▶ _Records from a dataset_

.....

//! Passenger records and lifecycle
//!
//! A passenger is created by the arrival generator, walked through its route
//! by the itinerary process, and kept afterwards for aggregate statistics.
//!
//! ```text
//! Created → (Waiting(zone) ⇄ InService(zone))* → Completed
//!                         ↘ Abandoned (horizon reached or run stopped)
//! ```

use serde::{Deserialize, Serialize};
use std::fmt;

/// Sequential passenger identifier (starts at 1)
#[derive(Debug, Clone, Copy, PartialEq, Eq, Hash, PartialOrd, Ord, Serialize, Deserialize)]
pub struct PassengerId(pub u64);

impl fmt::Display for PassengerId {
    fn fmt(&self, f: &mut fmt::Formatter<'_>) -> fmt::Result {
        write!(f, "pax_{:06}", self.0)
    }
}

/// Ticket class. Declaration order is the sampling order.
#[derive(Debug, Clone, Copy, PartialEq, Eq, Hash, PartialOrd, Ord, Serialize, Deserialize)]
pub enum PassengerClass {
    Economy,
    Business,
    First,
}

impl PassengerClass {
    pub const ALL: [PassengerClass; 3] = [
        PassengerClass::Economy,
        PassengerClass::Business,
        PassengerClass::First,
    ];

    pub fn as_str(&self) -> &'static str {
        match self {
            PassengerClass::Economy => "Economy",
            PassengerClass::Business => "Business",
            PassengerClass::First => "First",
        }
    }
}

/// Where a passenger is in its itinerary
#[derive(Debug, Clone, PartialEq, Serialize, Deserialize)]
pub enum PassengerState {
    Created,
    /// Queued for a slot at the zone
    Waiting { zone: String, queued_at: f64 },
    /// Holding a slot at the zone
    InService {
        zone: String,
        queued_at: f64,
        wait_time: f64,
        service_time: f64,
    },
    Completed,
    Abandoned,
}

impl PassengerState {
    pub fn is_terminal(&self) -> bool {
        matches!(self, PassengerState::Completed | PassengerState::Abandoned)
    }

    pub fn name(&self) -> &'static str {
        match self {
            PassengerState::Created => "Created",
            PassengerState::Waiting { .. } => "Waiting",
            PassengerState::InService { .. } => "InService",
            PassengerState::Completed => "Completed",
            PassengerState::Abandoned => "Abandoned",
        }
    }
}

/// One completed pass through a zone
#[derive(Debug, Clone, PartialEq, Serialize, Deserialize)]
pub struct ZoneVisit {
    pub zone: String,
    /// Time the passenger reached the zone's queue
    pub queued_at: f64,
    pub wait_time: f64,
    pub service_time: f64,
}

/// A single passenger
#[derive(Debug, Clone, Serialize, Deserialize)]
pub struct Passenger {
    id: PassengerId,
    class: PassengerClass,
    arrival_time: f64,
    flight_deadline: f64,
    /// Zone names to walk, in order
    route: Vec<String>,
    /// Index of the next route step
    next_step: usize,
    visits: Vec<ZoneVisit>,
    total_time_in_airport: f64,
    missed_flight: bool,
    state: PassengerState,
}

impl Passenger {
    /// Create a passenger that has just arrived
    ///
    /// # Example
    /// ```
    /// use airport_simulator_core_rs::models::{Passenger, PassengerClass, PassengerId};
    ///
    /// let pax = Passenger::new(
    ///     PassengerId(1),
    ///     PassengerClass::Business,
    ///     12.5,
    ///     100.0,
    ///     vec!["Check-In Business".to_string(), "Security".to_string()],
    /// );
    /// assert_eq!(pax.remaining_route(), ["Check-In Business", "Security"]);
    /// assert!(pax.zones_visited().is_empty());
    /// ```
    pub fn new(
        id: PassengerId,
        class: PassengerClass,
        arrival_time: f64,
        flight_deadline: f64,
        route: Vec<String>,
    ) -> Self {
        Self {
            id,
            class,
            arrival_time,
            flight_deadline,
            route,
            next_step: 0,
            visits: Vec::new(),
            total_time_in_airport: 0.0,
            missed_flight: false,
            state: PassengerState::Created,
        }
    }

    pub fn id(&self) -> PassengerId {
        self.id
    }

    pub fn class(&self) -> PassengerClass {
        self.class
    }

    pub fn arrival_time(&self) -> f64 {
        self.arrival_time
    }

    pub fn flight_deadline(&self) -> f64 {
        self.flight_deadline
    }

    pub fn route(&self) -> &[String] {
        &self.route
    }

    /// Route steps not yet attempted
    pub fn remaining_route(&self) -> &[String] {
        &self.route[self.next_step.min(self.route.len())..]
    }

    /// Timed record of every zone actually served
    pub fn visits(&self) -> &[ZoneVisit] {
        &self.visits
    }

    /// Names of zones actually served, in order
    pub fn zones_visited(&self) -> Vec<&str> {
        self.visits.iter().map(|v| v.zone.as_str()).collect()
    }

    /// Time from arrival to finishing the last zone (0 unless completed)
    pub fn total_time_in_airport(&self) -> f64 {
        self.total_time_in_airport
    }

    pub fn missed_flight(&self) -> bool {
        self.missed_flight
    }

    pub fn state(&self) -> &PassengerState {
        &self.state
    }

    pub fn is_completed(&self) -> bool {
        self.state == PassengerState::Completed
    }

    pub fn is_abandoned(&self) -> bool {
        self.state == PassengerState::Abandoned
    }

    /// Take the next route step, if any, advancing past it
    pub(crate) fn take_next_step(&mut self) -> Option<String> {
        let step = self.route.get(self.next_step).cloned();
        if step.is_some() {
            self.next_step += 1;
        }
        step
    }

    pub(crate) fn set_state(&mut self, state: PassengerState) {
        self.state = state;
    }

    pub(crate) fn record_visit(&mut self, visit: ZoneVisit) {
        self.visits.push(visit);
    }

    /// Close out the itinerary at time `now`
    pub(crate) fn complete(&mut self, now: f64) {
        self.total_time_in_airport = now - self.arrival_time;
        self.missed_flight = now > self.flight_deadline;
        self.state = PassengerState::Completed;
    }

    pub(crate) fn abandon(&mut self) {
        self.state = PassengerState::Abandoned;
    }
}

.....

▶ _Problem statement_
Looking at the records above, how many lines contain "Check"? Only the number is needed.

▶ _Response to this task_
2